▶ Dataset records:
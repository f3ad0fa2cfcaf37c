//! Transcript Error Types
//!
//! This module defines the [`TranscriptError`] enum, which covers every way a
//! transcript calculation can fail: malformed criteria documents, referential
//! gaps in the loaded data, an empty result set, store errors, and worker
//! spawn failures.
//!
//! A calculation is all-or-nothing: the first error aborts it and no partial
//! transcript is ever produced.

use sea_orm::DbErr;

/// Result type for transcript engine operations.
pub type TranscriptResult<T> = Result<T, TranscriptError>;

/// Errors that can occur while calculating a transcript.
#[derive(Debug, thiserror::Error)]
pub enum TranscriptError {
    /// Underlying store error.
    #[error("Database error: {0}")]
    Database(#[from] DbErr),

    /// JSON (de)serialization error outside criteria documents.
    #[error("JSON error: {0}")]
    Json(#[from] serde_json::Error),

    /// A criteria document does not parse or violates its shape (unknown
    /// operator, empty rule list, chain rule missing its combinator, ...).
    /// This is a configuration error in the stored document, not bad input.
    #[error("Malformed criteria document: {0}")]
    InvalidCriteria(String),

    /// The student does not exist or is deleted.
    #[error("Student {0} not found")]
    StudentNotFound(i64),

    /// The student has no non-deleted test results to aggregate.
    #[error("No test results found for student {0}")]
    NoResults(i64),

    /// A result references a test that is missing or deleted.
    #[error("Result {result_id} references missing test {test_id}")]
    MissingTest { result_id: i64, test_id: i64 },

    /// A test references a subject that is missing or deleted.
    #[error("Test {test_id} references missing subject {subject_id}")]
    MissingSubject { test_id: i64, subject_id: i64 },

    /// A subject references a block that is missing or deleted.
    #[error("Subject {subject_id} references missing block {block_id}")]
    MissingBlock { subject_id: i64, block_id: i64 },

    /// A TEST_SCORE rule names a test with no matching result for this
    /// student. Surfaced as its own error, never as a FAIL verdict.
    #[error("Criteria rule references test {test_id} with no matching result")]
    MissingTestResult { test_id: i64 },

    /// The worker context could not be spawned or never signalled startup.
    /// The only error class surfaced synchronously to the dispatcher's caller.
    #[error("Failed to spawn transcript worker: {0}")]
    Spawn(String),
}
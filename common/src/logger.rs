use chrono::Local;
use fern::Dispatch;
use log::LevelFilter;
use std::fs::{OpenOptions, create_dir_all};
use std::path::Path;
use colored::Colorize;

/// Initializes the global logger from the application config.
///
/// Logs always go to the configured log file; stdout is chained in only
/// when `LOG_TO_STDOUT` is set. Must be called once, before any log macro.
pub fn init_logger() {
    init_logger_with(
        &crate::config::log_level(),
        &crate::config::log_file(),
        crate::config::log_to_stdout(),
    );
}

pub fn init_logger_with(log_level: &str, log_file_path: &str, log_to_stdout: bool) {
    if let Some(parent) = Path::new(log_file_path).parent() {
        if !parent.exists() {
            create_dir_all(parent).expect("Failed to create log directory");
        }
    }

    let log_file = OpenOptions::new()
        .create(true)
        .append(true)
        .open(log_file_path)
        .expect("Cannot open log file");

    let level = match log_level.to_lowercase().as_str() {
        "trace" => LevelFilter::Trace,
        "debug" => LevelFilter::Debug,
        "info" => LevelFilter::Info,
        "warn" => LevelFilter::Warn,
        "error" => LevelFilter::Error,
        _ => LevelFilter::Info,
    };

    let mut dispatch = Dispatch::new()
        .format(|out, message, record| {
            let level_str = match record.level() {
                log::Level::Error => "ERROR".red(),
                log::Level::Warn => "WARN".yellow(),
                log::Level::Info => "INFO".green(),
                log::Level::Debug => "DEBUG".cyan(),
                log::Level::Trace => "TRACE".normal(),
            };

            out.finish(format_args!(
                "[{}][{}][{}] {}",
                Local::now().format("%Y-%m-%d %H:%M:%S"),
                level_str,
                record.target(),
                message
            ))
        })
        .level(level)
        .chain(log_file);

    if log_to_stdout {
        dispatch = dispatch.chain(std::io::stdout());
    }

    dispatch.apply().expect("Failed to initialize logger");
}

#[cfg(test)]
mod tests {
    use super::*;

    #[test]
    fn test_init_logger_writes_to_file() {
        let path = std::env::temp_dir().join(format!(
            "scolarus-logger-test-{}.log",
            std::process::id()
        ));
        init_logger_with("info", path.to_str().unwrap(), false);

        log::info!("logger smoke line");

        let contents = std::fs::read_to_string(&path).unwrap();
        assert!(contents.contains("logger smoke line"));
        let _ = std::fs::remove_file(&path);
    }
}
use chrono::{DateTime, Utc};
use sea_orm::entity::prelude::*;
use sea_orm::{ActiveModelTrait, IntoActiveModel, Set};
use serde::{Deserialize, Serialize};
use strum::EnumIter;

/// Review status of a student's result for one test.
#[derive(Clone, Debug, PartialEq, Eq, EnumIter, DeriveActiveEnum, Serialize, Deserialize)]
#[sea_orm(rs_type = "String", db_type = "Enum", enum_name = "result_status_enum")]
#[serde(rename_all = "snake_case")]
pub enum ResultStatus {
    /// Marks may still be entered or corrected.
    #[sea_orm(string_value = "pending_review")]
    PendingReview,
    /// Marks are final; only `mark_validated_date` is ever written after this.
    #[sea_orm(string_value = "validated")]
    Validated,
}

impl Default for ResultStatus {
    fn default() -> Self {
        ResultStatus::PendingReview
    }
}

impl std::fmt::Display for ResultStatus {
    fn fmt(&self, f: &mut std::fmt::Formatter<'_>) -> std::fmt::Result {
        let status_str = match self {
            ResultStatus::PendingReview => "pending_review",
            ResultStatus::Validated => "validated",
        };
        write!(f, "{}", status_str)
    }
}

/// The mark a corrector entered for one notation of the test.
#[derive(Clone, Debug, PartialEq, Serialize, Deserialize)]
pub struct NotationMark {
    pub notation: String,
    pub mark: f64,
}

/// Student test result model representing the `student_test_results` table.
///
/// Holds the per-notation marks and the precomputed `average_mark` (mean of
/// the notation marks). Invariant: every result references an existing,
/// non-deleted test.
#[derive(Clone, Debug, PartialEq, DeriveEntityModel, Serialize, Deserialize)]
#[sea_orm(table_name = "student_test_results")]
pub struct Model {
    #[sea_orm(primary_key)]
    pub id: i64,
    pub student_id: i64,
    pub test_id: i64,
    pub marks: Json,
    pub average_mark: f64,
    pub status: ResultStatus,
    pub mark_validated_date: Option<DateTime<Utc>>,
    pub deleted: bool,
    pub created_at: DateTime<Utc>,
    pub updated_at: DateTime<Utc>,
}

#[derive(Copy, Clone, Debug, EnumIter, DeriveRelation)]
pub enum Relation {
    #[sea_orm(
        belongs_to = "super::student::Entity",
        from = "Column::StudentId",
        to = "super::student::Column::Id"
    )]
    Student,
    #[sea_orm(
        belongs_to = "super::test::Entity",
        from = "Column::TestId",
        to = "super::test::Column::Id"
    )]
    Test,
    #[sea_orm(has_many = "super::task::Entity")]
    Task,
}

impl Related<super::student::Entity> for Entity {
    fn to() -> RelationDef {
        Relation::Student.def()
    }
}

impl Related<super::test::Entity> for Entity {
    fn to() -> RelationDef {
        Relation::Test.def()
    }
}

impl Related<super::task::Entity> for Entity {
    fn to() -> RelationDef {
        Relation::Task.def()
    }
}

impl ActiveModelBehavior for ActiveModel {}

impl Model {
    /// Create an empty result awaiting correction.
    pub async fn create(
        db: &DatabaseConnection,
        student_id: i64,
        test_id: i64,
    ) -> Result<Self, DbErr> {
        let now = Utc::now();
        let active = ActiveModel {
            student_id: Set(student_id),
            test_id: Set(test_id),
            marks: Set(serde_json::json!([])),
            average_mark: Set(0.0),
            status: Set(ResultStatus::PendingReview),
            mark_validated_date: Set(None),
            deleted: Set(false),
            created_at: Set(now),
            updated_at: Set(now),
            ..Default::default()
        };
        active.insert(db).await
    }

    pub async fn get_by_id(db: &DatabaseConnection, id: i64) -> Result<Option<Self>, DbErr> {
        Entity::find_by_id(id).one(db).await
    }

    /// All non-deleted results for a student, in one query.
    pub async fn get_by_student_id(
        db: &DatabaseConnection,
        student_id: i64,
    ) -> Result<Vec<Self>, DbErr> {
        Entity::find()
            .filter(Column::StudentId.eq(student_id))
            .filter(Column::Deleted.eq(false))
            .all(db)
            .await
    }

    /// Record the corrector's marks and the precomputed average.
    ///
    /// Rejected once the result has left `pending_review`.
    pub async fn record_marks(
        db: &DatabaseConnection,
        id: i64,
        marks: &[NotationMark],
        average_mark: f64,
    ) -> Result<Self, DbErr> {
        let result = Entity::find_by_id(id)
            .one(db)
            .await?
            .ok_or_else(|| DbErr::RecordNotFound(format!("Result ID {id} not found")))?;

        if result.status != ResultStatus::PendingReview {
            return Err(DbErr::Custom(format!(
                "Result ID {id} is {} and can no longer be edited",
                result.status
            )));
        }

        let marks = serde_json::to_value(marks)
            .map_err(|e| DbErr::Custom(format!("Failed to serialize marks: {e}")))?;

        let mut active = result.into_active_model();
        active.marks = Set(marks);
        active.average_mark = Set(average_mark);
        active.updated_at = Set(Utc::now());
        active.update(db).await
    }

    /// Finalize the result: stamp `mark_validated_date` and move to `validated`.
    pub async fn validate(db: &DatabaseConnection, id: i64) -> Result<Self, DbErr> {
        let result = Entity::find_by_id(id)
            .one(db)
            .await?
            .ok_or_else(|| DbErr::RecordNotFound(format!("Result ID {id} not found")))?;

        let now = Utc::now();
        let mut active = result.into_active_model();
        active.status = Set(ResultStatus::Validated);
        active.mark_validated_date = Set(Some(now));
        active.updated_at = Set(now);
        active.update(db).await
    }

    /// The per-notation marks, parsed from the JSON column.
    pub fn mark_list(&self) -> Result<Vec<NotationMark>, serde_json::Error> {
        serde_json::from_value(self.marks.clone())
    }
}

▶ Work required: Return the material exactly as it stands above, but only from its first line to the line containing "and no partial", both ends included.

▶ Expected output:
repository f3ad0fa2cfcaf37c
//! Transcript Error Types
//!
//! This module defines the [`TranscriptError`] enum, which covers every way a
//! transcript calculation can fail: malformed criteria documents, referential
//! gaps in the loaded data, an empty result set, store errors, and worker
//! spawn failures.
//!
//! A calculation is all-or-nothing: the first error aborts it and no partial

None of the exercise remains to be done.